Adam wasn’t man-male. In the beginning, there was no delineation male-female. Adam was all of humanity. There was only one of all humanity. Adam did not see himself as male or female. Adam – the integrated singleness of humanity – learned via body experience that he had a mind, a physical presence and a will. Yet, charged by God to give all creatures their name – humanity’s first task – humanity learned by comparison that it was like none of the other creatures God had made for the world.

Through that original body and by naming the animals, Adam – original humanity – learned by the negative what he was not. Original humanity was not like any of the other creatures.

Original humanity was alone, a contiguous, unified single personhood. Adam needed something positive to evolve a sense of who humanity was rather than relying on the concept of what humanity was not.

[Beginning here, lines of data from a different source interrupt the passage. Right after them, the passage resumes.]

impl<S: InstanceStore> Fleet<S> {
    /// Build a fleet handle with one pooled HTTP client for all instances.
    pub fn new(store: S, config: FleetConfig) -> Result<Self, CoreError> {
        let http = config.transport().build_client()?;
        Ok(Self::with_http_client(store, config, http))
    }

    /// Build a fleet handle on top of an existing `reqwest::Client`.
    pub fn with_http_client(store: S, config: FleetConfig, http: reqwest::Client) -> Self {
        let sessions = SessionManager::new(http, config.session_check_timeout);
        Self {
            inner: Arc::new(FleetInner {
                config,
                store,
                sessions,
                write_lock: Mutex::new(()),
            }),
        }
    }

    pub fn config(&self) -> &FleetConfig {
        &self.inner.config
    }

    pub fn store(&self) -> &S {
        &self.inner.store
    }

    pub(crate) fn sessions(&self) -> &SessionManager {
        &self.inner.sessions
    }

    // ── Reads ────────────────────────────────────────────────────

    /// Every stored instance, in stored order.
    pub async fn instances(&self) -> Result<Vec<Instance>, CoreError> {
        self.inner.store.load().await
    }

    pub async fn instance(&self, id: u32) -> Result<Instance, CoreError> {
        self.instances()
            .await?
            .into_iter()
            .find(|i| i.id == id)
            .ok_or(CoreError::InstanceNotFound { id })
    }

    /// The reference instance, if any.
    pub async fn reference(&self) -> Result<Option<Instance>, CoreError> {
        Ok(self.instances().await?.into_iter().find(|i| i.is_reference))
    }

    // ── Sessions & status ────────────────────────────────────────

    /// Revalidate one instance and persist the result if it changed.
    pub async fn ensure_authenticated_instance(
        &self,
        instance: &Instance,
    ) -> Result<Instance, CoreError> {
        let resolved = self.inner.sessions.revalidate(instance).await;
        if resolved != *instance {
            self.persist_session_state(std::slice::from_ref(&resolved))
                .await?;
        }
        Ok(resolved)
    }

    /// Make sure instance `id` has a live session; returns its status.
    pub async fn ensure_authenticated(&self, id: u32) -> Result<InstanceStatus, CoreError> {
        let instance = self.instance(id).await?;
        Ok(self.ensure_authenticated_instance(&instance).await?.status)
    }

    /// Refresh one instance's status.
    pub async fn refresh_status(&self, id: u32) -> Result<Instance, CoreError> {
        let instance = self.instance(id).await?;
        self.ensure_authenticated_instance(&instance).await
    }

    /// Refresh every instance concurrently, then write once if anything
    /// changed.
    pub async fn refresh_all(&self) -> Result<Vec<Instance>, CoreError> {
        let instances = self.instances().await?;
        let sessions = &self.inner.sessions;
        let resolved: Vec<Instance> =
            join_all(instances.iter().map(|i| sessions.revalidate(i))).await;

        if resolved == instances {
            debug!(count = resolved.len(), "no status changes");
        } else {
            self.persist_session_state(&resolved).await?;
        }
        Ok(resolved)
    }

    /// Merge session fields and statuses onto the latest stored collection.
    /// Saves only when the serialized collection changed; returns whether
    /// it did.
    pub(crate) async fn persist_session_state(
        &self,
        updates: &[Instance],
    ) -> Result<bool, CoreError> {
        let _guard = self.inner.write_lock.lock().await;
        let mut latest = self.inner.store.load().await?;
        let before = fingerprint(&latest)?;
        store::merge_session_state(&mut latest, updates);
        if fingerprint(&latest)? == before {
            return Ok(false);
        }
        self.inner.store.save(&latest).await?;
        debug!(count = updates.len(), "persisted session state");
        Ok(true)
    }

    // ── Actions ──────────────────────────────────────────────────

    /// Disable blocking on one instance for `seconds`.
    pub async fn pause(&self, id: u32, seconds: u64) -> ActionStatus {
        self.run(id, FleetAction::Pause { seconds }).await
    }

    pub async fn resume(&self, id: u32) -> ActionStatus {
        self.run(id, FleetAction::Resume).await
    }

    /// Restart the resolver. Refused without a network call unless the
    /// instance resolves to `active`.
    pub async fn restart(&self, id: u32) -> ActionStatus {
        self.run(id, FleetAction::Restart).await
    }

    pub async fn rebuild_gravity(&self, id: u32) -> ActionStatus {
        self.run(id, FleetAction::Gravity).await
    }

    pub async fn pause_all(&self, seconds: u64) -> Vec<ActionStatus> {
        self.run_all(FleetAction::Pause { seconds }).await
    }

    pub async fn resume_all(&self) -> Vec<ActionStatus> {
        self.run_all(FleetAction::Resume).await
    }

    pub async fn restart_all(&self) -> Vec<ActionStatus> {
        self.run_all(FleetAction::Restart).await
    }

    pub async fn rebuild_gravity_all(&self) -> Vec<ActionStatus> {
        self.run_all(FleetAction::Gravity).await
    }

    async fn run(&self, id: u32, action: FleetAction) -> ActionStatus {
        match self.instance(id).await {
            Ok(instance) => self.perform(instance, action).await,
            Err(e) => {
                warn!(id, error = %e, "cannot run {action:?}");
                ActionStatus::failure(
                    UNKNOWN_INSTANCE,
                    format!("{}: {e}", action.failure_message()),
                    None,
                )
            }
        }
    }

    async fn run_all(&self, action: FleetAction) -> Vec<ActionStatus> {
        let instances = match self.instances().await {
            Ok(instances) => instances,
            Err(e) => {
                warn!(error = %e, "cannot load instances for {action:?}");
                return vec![ActionStatus::failure(
                    UNKNOWN_INSTANCE,
                    format!("{}: {e}", action.failure_message()),
                    None,
                )];
            }
        };
        join_all(instances.into_iter().map(|i| self.perform(i, action))).await
    }

    async fn perform(&self, instance: Instance, action: FleetAction) -> ActionStatus {
        let instance = match self.ensure_authenticated_instance(&instance).await {
            Ok(resolved) => resolved,
            Err(e) => {
                warn!(instance = %instance.name, error = %e, "could not record session state");
                return ActionStatus::failure(
                    instance.name,
                    action.failure_message(),
                    Some(instance.status),
                );
            }
        };

        if action.requires_active() && !instance.status.is_active() {
            return ActionStatus::failure(
                instance.name,
                UNREACHABLE_MESSAGE,
                Some(instance.status),
            );
        }

        let client = match self.inner.sessions.client_for(&instance) {
            Ok(client) => client,
            Err(e) => {
                check_error(&instance, &e);
                return ActionStatus::failure(
                    instance.name,
                    action.failure_message(),
                    Some(instance.status),
                );
            }
        };

        let session = instance.session();
        let outcome = match action {
            FleetAction::Pause { seconds } => client.pause_blocking(&session, seconds).await,
            FleetAction::Resume => client.resume_blocking(&session).await,
            FleetAction::Restart => client.restart_dns(&session).await,
            FleetAction::Gravity => client.update_gravity(&session).await,
        };

        match outcome {
            Ok(true) => {
                info!(instance = %instance.name, "{}", action.success_message());
                ActionStatus::success(instance.name, action.success_message(), instance.status)
            }
            Ok(false) => {
                warn!(instance = %instance.name, "{}", action.failure_message());
                ActionStatus::failure(
                    instance.name,
                    action.failure_message(),
                    Some(instance.status),
                )
            }
            Err(e) => {
                check_error(&instance, &e);
                ActionStatus::failure(
                    instance.name,
                    action.failure_message(),
                    Some(instance.status),
                )
            }
        }
    }

    // ── Stats ────────────────────────────────────────────────────

    /// Statistics summary for one instance, with its resolved status.
    pub async fn stats(&self, id: u32) -> Result<(StatsSummary, InstanceStatus), CoreError> {
        let instance = self.instance(id).await?;
        let instance = self.ensure_authenticated_instance(&instance).await?;
        let client = self.inner.sessions.client_for(&instance)?;
        let summary = client.stats_summary(&instance.session()).await?;
        Ok((summary, instance.status))
    }

    // ── Instance management ──────────────────────────────────────

    /// Add an instance and authenticate it. A fleet without a reference
    /// (empty, or hand-edited) gets one: its first instance.
    pub async fn add_instance(&self, new: NewInstance) -> Result<Instance, CoreError> {
        validate_name(&new.name)?;
        validate_url(&new.url)?;
        if new.api_key.is_empty() {
            return Err(CoreError::validation("API key must not be empty"));
        }

        let mut instance = Instance::new(0, new.name, new.url, new.api_key);
        instance = self.inner.sessions.login(&instance).await;

        let _guard = self.inner.write_lock.lock().await;
        let mut instances = self.inner.store.load().await?;
        instance.id = store::next_id(&instances);
        instances.push(instance.clone());
        if new.is_reference {
            store::assign_reference(&mut instances, instance.id);
        } else {
            store::promote_reference(&mut instances);
        }
        instance.is_reference = instances
            .iter()
            .any(|i| i.id == instance.id && i.is_reference);
        self.inner.store.save(&instances).await?;

        info!(
            id = instance.id,
            instance = %instance.name,
            status = %instance.status,
            reference = instance.is_reference,
            "instance added"
        );
        Ok(instance)
    }

    /// Remove an instance. Removing the reference promotes the first
    /// remaining instance.
    pub async fn remove_instance(&self, id: u32) -> Result<Instance, CoreError> {
        let _guard = self.inner.write_lock.lock().await;
        let mut instances = self.inner.store.load().await?;
        let pos = instances
            .iter()
            .position(|i| i.id == id)
            .ok_or(CoreError::InstanceNotFound { id })?;
        let removed = instances.remove(pos);
        if removed.is_reference {
            store::promote_reference(&mut instances);
        }
        self.inner.store.save(&instances).await?;

        info!(id, instance = %removed.name, "instance removed");
        Ok(removed)
    }

    /// Apply a partial edit. A changed URL or API key drops the session
    /// and re-authenticates.
    pub async fn edit_instance(&self, id: u32, edit: InstanceEdit) -> Result<Instance, CoreError> {
        if edit.is_empty() {
            return self.instance(id).await;
        }
        if let Some(name) = &edit.name {
            validate_name(name)?;
        }
        if let Some(url) = &edit.url {
            validate_url(url)?;
        }
        if edit
            .api_key
            .as_ref()
            .is_some_and(|key| key.expose_secret().is_empty())
        {
            return Err(CoreError::validation("API key must not be empty"));
        }

        let (edited, credentials_changed) = {
            let _guard = self.inner.write_lock.lock().await;
            let mut instances = self.inner.store.load().await?;
            let target = instances
                .iter_mut()
                .find(|i| i.id == id)
                .ok_or(CoreError::InstanceNotFound { id })?;

            if let Some(name) = edit.name {
                target.name = name;
            }
            let mut credentials_changed = false;
            if let Some(url) = edit.url.filter(|u| *u != target.url) {
                target.url = url;
                credentials_changed = true;
            }
            if let Some(key) = edit
                .api_key
                .map(|k| k.expose_secret().to_owned())
                .filter(|k| *k != target.api_key)
            {
                target.api_key = key;
                credentials_changed = true;
            }
            if credentials_changed {
                target.deactivate(InstanceStatus::Unreachable);
            }

            match edit.is_reference {
                Some(true) => store::assign_reference(&mut instances, id),
                Some(false) => {
                    let is_reference = instances.iter().any(|i| i.id == id && i.is_reference);
                    if is_reference {
                        let other = instances
                            .iter()
                            .find(|i| i.id != id)
                            .map(|i| i.id)
                            .ok_or_else(|| {
                                CoreError::validation(
                                    "the only instance must stay the reference",
                                )
                            })?;
                        store::assign_reference(&mut instances, other);
                    }
                }
                None => {}
            }

            self.inner.store.save(&instances).await?;
            let edited = instances
                .into_iter()
                .find(|i| i.id == id)
                .ok_or(CoreError::InstanceNotFound { id })?;
            (edited, credentials_changed)
        };
        info!(id, instance = %edited.name, "instance edited");

        if credentials_changed {
            return self.ensure_authenticated_instance(&edited).await;
        }
        Ok(edited)
    }

    /// Move the reference role to `id`.
    pub async fn set_reference(&self, id: u32) -> Result<Instance, CoreError> {
        self.edit_instance(
            id,
            InstanceEdit {
                is_reference: Some(true),
                ..InstanceEdit::default()
            },
        )
        .await
    }

    // ── Background refresh ───────────────────────────────────────

    /// Refresh every `period` until `cancel` fires. In [`SyncMode::Full`]
    /// each refresh is followed by a sync of every entity kind.
    pub fn spawn_refresh_task(&self, period: Duration, cancel: CancellationToken) -> JoinHandle<()> {
        tokio::spawn(refresh_task(self.clone(), period, cancel))
    }
}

Adam is primordial solitude. We all know a piece of that aloneness deeply at times. In Adam – original humanity – all solitude ever known throughout all time was consolidated into one creature. Even solitude had unity, a burden that the original human creature carried alone. It’s a burden Jesus picked up long centuries later, and He still yearns for us to join with Him to help diffuse that solitude.

Where the meaning of original unity today seems to diverge greatest is in the very place where God intended for it most profoundly to bind us together.

060818 Everett and Eve HawthorneEverett and Eve Hawthorne, my maternal grandparents“...I will make a helper suited to him,” God said in Gen 2:18.

Discuss that line with the members of your family or friends. Any unity that God had intended in His vocal self-deliberations often meets hostility when discussing that line. It has historically assumed negative connotations, specifically that Adam’s intended “helper” – Eve – is going to become Adam’s housekeeper and concubine.

St. John Paul II makes clear, however, that we can’t apply our modern linguistics to the meaning of the words recorded by ancient man. “Helper” couldn’t have possibly meant those modern negative connotations because original humanity didn’t then have experience of those concepts. God did not intend any beguilement when He said “...I will make a helper suited to him.”

What God intended, St. John Paul II paints, is that Eve will be humanity’s grand catalyst. That she is formed from Adam’s rib is not implication that she is a just a piece of original man, but rather that Eve is completely all of the same humanity God poured forth into Adam, the very fullness of the image of God donated into original humanity. She, then, is something more. From the rib, everything that Adam had done, had learned, had already given to the world in his original actions since God formed him was donated by him to her. Nothing was held back. Eve was as much Adam as Adam was as much Eve.

There was no difference in them. Separate, they were still the same complete humanity. Unity.

Adam suddenly knows himself by seeing another of himself, Eve. Her presence generated his complete understanding of personhood. Instantly, Eve is equivalent with Adam. She gives everything back to Adam as much as he donated to her. By being “another,” Eve’s very presence describes to Adam what he has been all along, but could not intuit for himself without God first offering to make for him a helper, that grand catalyst.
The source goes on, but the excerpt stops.